With the Scoliae we come once again to a soft prey, with a skin penetrable by the sting no matter where it be attacked. Will the tactics of the caterpillar-hunters, who stab and stab again, be repeated here? No, for the difficulty of movement under ground prohibits so complicated an operation. Only the tactics of the paralysers of armour-clad insects are practicable now, for, since there is but one thrust of the dagger, the feat of surgery is reduced to its simplest terms, a necessary consequence of the difficulties of an underground operation. The Scoliae, then, whose destiny it is to hunt and paralyse under the soil the victuals for their family, require a prey made highly vulnerable by the close assemblage of the nerve-centres, as are the Weevils and Buprestes of the Cerceres; and this is why it has fallen to their lot to share among them the larvae of the Scarabaeidae.

Before they obtained their allotted portion, so closely restricted and so judiciously selected; before they discovered the precise and almost mathematical point at which the sting must enter to produce a sudden and a lasting immobility; before they learnt how to consume, without incurring the risk of putrefaction, so corpulent a prey: in brief, before they combined these three conditions of success, what did the Scoliae do?

The Darwinian school will reply that they were hesitating, essaying, experimenting. A long series of blind gropings eventually hit upon the most favourable combination, a combination henceforth to be perpetuated by hereditary transmission. The skilful co-ordination between the end and the means was originally the result of an accident.

Chance! A convenient refuge! I shrug my shoulders when I hear it invoked to explain the genesis of an instinct so complex as that of the Scoliae. In the beginning, you say, the creature gropes and feels its way; there is nothing settled about its preferences. To feed its carnivorous larvae it levies tribute on every species of game which is not too much for the huntress' power or the nurseling's ap­petite; its descendants try now this, now that, now something else, at random, until the accumulated centuries lead to the selection which best suits the race. Then habit grows fixed and becomes instinct.

Very well. Let us agree that the Scolia of antiquity sought a different prey from that adopted by the modern huntress. If the family throve upon a diet now discontinued, we fail to see that the descendants had any reason to change it: animals have not the gastronomic fancies of an epicure whom satiety makes difficult to please. Because the race did well upon this fare, it became habitual; and instinct became differently fixed from what it is to-day. If, on the other hand, the original food was unsuitable, the existence of the family was jeopardized; and any attempt at future improvement became impossible, because an unhappily inspired mother would leave no heirs.

To escape falling into this twofold trap, the theorists will reply that the Scoliae are descended from a precursor, an indeterminate creature, of changeable habits and changing form, modifying itself in accordance with its environment and with the regional and climatic conditions and branching out into races each of which has become a species with the attributes which distinguish it to-day. The precursor is the deus ex machina of evolution. When the difficulty becomes altogether too importunate, quick, a precursor, to fill up the gaps, quick, an imaginary creature, the nebulous plaything of the mind! This is seeking to lighten the darkness with a still deeper obscurity; to illumine the day by piling cloud upon cloud. Precursors are easier to find than sound arguments. Nevertheless, let us put the precursor of the Scoliae to the test.

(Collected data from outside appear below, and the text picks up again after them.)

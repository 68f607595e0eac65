//! Terminal progress bars and logger setup.
//!
//! Log lines are routed through `indicatif-log-bridge` so they are
//! suspended while a progress bar redraws.

use indicatif::{MultiProgress, ProgressBar, ProgressStyle};
use otdr_core::progress::ProgressCallback;
use std::time::Duration;

/// An `indicatif` [`ProgressBar`] that implements [`ProgressCallback`].
pub struct IndicatifProgress {
    bar: ProgressBar,
    /// Style to switch to once `set_total()` provides a known length.
    bar_style: ProgressStyle,
}

impl IndicatifProgress {
    /// Spinner that becomes a per-report bar once the report count is known.
    pub fn reports_bar(multi: &MultiProgress, message: &str) -> Self {
        let bar = multi.add(ProgressBar::new_spinner());
        bar.enable_steady_tick(Duration::from_millis(100));
        bar.set_style(
            ProgressStyle::with_template("{spinner:.cyan} {msg}")
                .unwrap_or_else(|_| ProgressStyle::default_spinner()),
        );
        bar.set_message(message.to_string());

        let bar_style = ProgressStyle::with_template(
            "{msg}\n  {wide_bar:.cyan/dim} {pos}/{len} reports [{elapsed_precise}]",
        )
        .unwrap_or_else(|_| ProgressStyle::default_bar())
        .progress_chars("##-");

        IndicatifProgress { bar, bar_style }
    }
}

impl ProgressCallback for IndicatifProgress {
    fn set_total(&self, total: u64) {
        self.bar.set_length(total);
        self.bar.set_position(0);
        self.bar.set_style(self.bar_style.clone());
    }

    fn inc(&self, delta: u64) {
        self.bar.inc(delta);
    }

    fn set_message(&self, msg: String) {
        self.bar.set_message(msg);
    }

    fn finish(&self, msg: String) {
        self.bar.finish_with_message(msg);
    }
}

impl Drop for IndicatifProgress {
    // A batch that fails midway never calls finish(); don't leave a
    // spinner running over the error message.
    fn drop(&mut self) {
        if !self.bar.is_finished() {
            self.bar.finish_and_clear();
        }
    }
}

/// Install a `pretty_env_logger` logger (filtered by `RUST_LOG`) wrapped
/// so that it cooperates with the returned [`MultiProgress`].
pub fn init_logger() -> MultiProgress {
    let multi = MultiProgress::new();

    let logger = pretty_env_logger::formatted_builder()
        .parse_env("RUST_LOG")
        .build();
    let level = logger.filter();

    indicatif_log_bridge::LogWrapper::new(multi.clone(), logger)
        .try_init()
        .ok();

    log::set_max_level(level);

    multi
}
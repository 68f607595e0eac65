pub mod pdf_extract;
pub mod pdftotext;

use serde::{Deserialize, Serialize};
use std::fmt;
use std::str::FromStr;

use crate::error::OtdrError;

/// Text extracted from a single page of a PDF.
#[derive(Debug, Clone)]
pub struct PageContent {
    pub page_number: usize,
    pub text: String,
}

impl PageContent {
    pub fn new(page_number: usize, text: impl Into<String>) -> Self {
        PageContent {
            page_number,
            text: text.into(),
        }
    }

    /// Whether the page has any text worth running the extractor on.
    pub fn has_text(&self) -> bool {
        !self.text.trim().is_empty()
    }
}

/// Trait for PDF text extraction backends.
pub trait PdfExtractor: Send + Sync {
    /// Extract text content from PDF bytes, returning one PageContent per page.
    /// Pages without text are still returned so callers can report them.
    fn extract_pages(&self, pdf_bytes: &[u8]) -> Result<Vec<PageContent>, OtdrError>;

    /// Name of this extraction backend (for diagnostics).
    fn backend_name(&self) -> &str;
}

/// Selectable extraction backend.
#[derive(Debug, Clone, Copy, Default, PartialEq, Eq, Serialize, Deserialize)]
#[serde(rename_all = "kebab-case")]
pub enum Backend {
    #[default]
    Pdftotext,
    PdfExtract,
}

impl Backend {
    pub fn build(self) -> Box<dyn PdfExtractor> {
        match self {
            Backend::Pdftotext => Box::new(pdftotext::PdftotextExtractor::new()),
            Backend::PdfExtract => Box::new(pdf_extract::PdfExtractExtractor::new()),
        }
    }
}

impl fmt::Display for Backend {
    fn fmt(&self, f: &mut fmt::Formatter<'_>) -> fmt::Result {
        match self {
            Backend::Pdftotext => write!(f, "pdftotext"),
            Backend::PdfExtract => write!(f, "pdf-extract"),
        }
    }
}

impl FromStr for Backend {
    type Err = OtdrError;

    fn from_str(s: &str) -> Result<Self, Self::Err> {
        match s.trim().to_lowercase().as_str() {
            "pdftotext" => Ok(Backend::Pdftotext),
            "pdf-extract" | "pdf_extract" => Ok(Backend::PdfExtract),
            other => Err(OtdrError::Extraction(format!(
                "unknown extraction backend '{other}'. Available: pdftotext, pdf-extract"
            ))),
        }
    }
}
/// Progress reporting for a batch, decoupled from how it is rendered.
pub trait ProgressCallback: Send + Sync {
    /// Set the total expected units of work.
    fn set_total(&self, total: u64);

    /// Advance progress by `delta` units.
    fn inc(&self, delta: u64);

    /// Update the message displayed alongside the progress indicator.
    fn set_message(&self, msg: String);

    /// Mark progress as complete with a final message.
    fn finish(&self, msg: String);
}

/// Ignores all progress updates.
pub struct NullProgress;

impl ProgressCallback for NullProgress {
    fn set_total(&self, _total: u64) {}
    fn inc(&self, _delta: u64) {}
    fn set_message(&self, _msg: String) {}
    fn finish(&self, _msg: String) {}
}
pub mod json;
pub mod table;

What did she do? Being capable of everything, she did a bit of everything. Among its descendants were innovators who developed a taste for tunnelling in sand and vegetable mould. There they encountered the larvae of the Cetonia, the Oryctes, the Anoxia, succulent morsels on which to rear their families. By degrees the indeterminate Wasp adopted the sturdy proportions demanded by underground labour. By degrees she learnt to stab her plump neighbours in scientific fashion; by degrees she acquired the difficult art of consuming her prey without killing it; at length, by degrees, aided by the richness of her diet, she became the powerful Scolia with whom we are familiar. Having reached this point, the species assumes a permanent form, as does its instinct.

Here we have a multiplicity of stages, all of the slowest, all of the most incredible nature, whereas the Wasp cannot found a race except on the express condition of complete success from the first attempt. We will not insist further upon the insurmountable objection; we will admit that, amid so many unfavourable chances, a few favoured individuals survive, becoming more and more numerous from one generation to the next, in proportion as the dangerous art of rearing the young is perfected. Slight variations in one and the same direction form a definite whole; and at long last the ancient precursor has become the Scolia of our own times.

By the aid of a vague phraseology which juggles with the secret of the centuries and the unknown things of life, it is easy to build up a theory in which our mental sloth delights, after being discouraged by difficult researches whose final result is doubt rather than positive statement. But if, so far from being satisfied with hazy generalities and adopting as current coin the terms consecrated by fashion, we have the perseverance to explore the truth as far as lies in our power, the aspect of things will undergo a great change and we shall discover that they are far less simple than our overprecipitate views declared them to be. Generalization is certainly a most valuable instrument: science indeed exists only by virtue of it. Let us none the less beware of generalizations which are not based upon very firm and manifold foundations.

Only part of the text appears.